We prospectively examined over a 12-year period (1986-1998) the relation between adiposity, weight change, hypertension, and diuretic use and incident gout in 47 150 male participants with no history of gout at baseline. We used a supplementary questionnaire to ascertain the American College of Rheumatology criteria for gout.
During 12 years we documented 730 confirmed incident cases of gout. Compared with men with a body mass index (BMI) of 21 to 22.9, the multivariate relative risks (RRs) of gout were 1.95 (95% confidence interval [CI], 1.44-2.65) for men with a BMI of 25 to 29.9, 2.33 (95% CI, 1.62-3.36) for men with a BMI of 30 to 34.9, and 2.97 (95% CI, 1.73-5.10) for men with a BMI of 35 or greater (P for trend <.001). Compared with men who had maintained their weight (±4 lb) since age 21 years, the multivariate RR of gout for men who had gained 30 lb or more since age 21 years was 1.99 (95% CI, 1.49-2.66). In contrast, the multivariate RR for men who had lost 10 lb or more since the study baseline was 0.61 (95% CI, 0.40-0.92). The multivariate RRs of gout were 2.31 (95% CI, 1.96-2.72) for the presence of hypertension and 1.77 (95% CI, 1.42-2.20) for diuretic use.
Higher adiposity and weight gain are strong risk factors for gout in men, while weight loss is protective. Hypertension and diuretic use are also important independent risk factors for gout.
Gout is the most common inflammatory arthritis in adult men, affecting up to 3.4 million men in the United States.1,2 Although several prospective cohort studies have evaluated the association between obesity and gout,1,3- 5 lack of data and a small number of gout cases have limited the comprehensive adjustment of relevant covariates. Specifically, no prospective information is available on the risk of gout associated with obesity after adjusting for dietary factors, which themselves may be risk factors for gout and vary with adiposity. Furthermore, most studies have analyzed the impact on the risk of gout of a single measurement of adiposity variables and hence have not assessed the importance of updating these variables over time.
A single study is available on the hazardous impact of weight gain on the risk of gout specifically in young adulthood.1 No other prospective study has supported or refuted the finding and no prospective information is available on the impact of weight gain later in life. Furthermore, important questions remain about the potential effect of weight loss on the incidence of gout. Since overweight and obesity are epidemic and their prevalence continues to rise,6 an accurate understanding of their impact on this common arthritis is essential.

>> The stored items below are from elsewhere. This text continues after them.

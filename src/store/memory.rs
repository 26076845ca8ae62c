// src/store/memory.rs

use std::collections::HashMap;

use tokio::sync::Mutex;

use crate::errors::StoreError;
use crate::job::{JobId, JobRecord};
use crate::store::{JobStore, Mutation, newest_first};
use crate::types::BoxFuture;

/// Records held in a map behind one async mutex.
#[derive(Debug, Default)]
pub struct MemoryJobStore {
    records: Mutex<HashMap<JobId, JobRecord>>,
}

impl MemoryJobStore {
    pub fn new() -> Self {
        Self::default()
    }
}

impl JobStore for MemoryJobStore {
    fn insert(&self, record: JobRecord) -> BoxFuture<'_, Result<(), StoreError>> {
        Box::pin(async move {
            let mut records = self.records.lock().await;
            let id = record.id();
            if records.contains_key(&id) {
                return Err(StoreError::Duplicate(id));
            }
            records.insert(id, record);
            Ok(())
        })
    }

    fn get(&self, id: JobId) -> BoxFuture<'_, Result<JobRecord, StoreError>> {
        Box::pin(async move {
            self.records
                .lock()
                .await
                .get(&id)
                .cloned()
                .ok_or(StoreError::NotFound(id))
        })
    }

    fn update(&self, id: JobId, mutation: Mutation) -> BoxFuture<'_, Result<JobRecord, StoreError>> {
        Box::pin(async move {
            let mut records = self.records.lock().await;
            let current = records.get(&id).ok_or(StoreError::NotFound(id))?;

            let mut next = current.clone();
            mutation(&mut next)?;
            records.insert(id, next.clone());
            Ok(next)
        })
    }

    fn list(&self) -> BoxFuture<'_, Result<Vec<JobRecord>, StoreError>> {
        Box::pin(async move {
            let mut all: Vec<JobRecord> = self.records.lock().await.values().cloned().collect();
            newest_first(&mut all);
            Ok(all)
        })
    }
}

#[cfg(test)]
mod tests {
    use super::*;
    use serde_json::Map;

    #[tokio::test]
    async fn rejected_mutation_leaves_record_untouched() {
        let store = MemoryJobStore::new();
        let rec = JobRecord::new(Map::new());
        let id = rec.id();
        store.insert(rec.clone()).await.unwrap();

        let err = store
            .update(
                id,
                Box::new(|r: &mut JobRecord| {
                    r.append_log("should not survive")?;
                    r.succeed(serde_json::json!({}))
                }),
            )
            .await
            .unwrap_err();

        assert!(matches!(err, StoreError::Transition(_)));
        assert_eq!(store.get(id).await.unwrap(), rec);
    }

    #[tokio::test]
    async fn duplicate_and_missing_ids_are_reported() {
        let store = MemoryJobStore::new();
        let rec = JobRecord::new(Map::new());
        let id = rec.id();
        store.insert(rec.clone()).await.unwrap();

        assert!(matches!(
            store.insert(rec).await,
            Err(StoreError::Duplicate(dup)) if dup == id
        ));

        let missing = JobId::new();
        assert!(matches!(
            store.get(missing).await,
            Err(StoreError::NotFound(m)) if m == missing
        ));
    }
}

Hypertension has been recognized as a risk factor for gout, and diuretic use has been shown to elevate serum uric acid levels.1,7,8 However, no prospective study has demonstrated the independent contributions to the risk of incident gout, primarily because of their tight association (ie, diuretics are often used to treat hypertension) and small study samples. Additionally, since hypertension is associated with other risk factors for gout (eg, adiposity, dietary/nutritional factors, alcohol intake, and chronic renal failure), it is important to adjust for them to examine hypertension as an independent risk factor for gout. Since hypertension and diuretic use are also common, a quantitative assessment of their impact on the risk of gout is important.
To examine these issues, we prospectively evaluated the relations between body mass index (BMI), weight change, hypertension, and diuretic use and incident gout in a cohort of 47 150 men with no history of gout.
The Health Professionals Follow-up Study is an ongoing longitudinal study of 51 529 male dentists, optometrists, osteopaths, pharmacists, podiatrists, and veterinarians who were predominantly white (91%) and were aged 40 through 75 years in 1986. The participants returned a mailed questionnaire in 1986 concerning diet, medical history, and medications. Of the 49 932 men who provided complete information on diet and age, 2782 (5.6%) reported a history of gout on the baseline questionnaire. These prevalent cases at baseline were excluded from this analysis.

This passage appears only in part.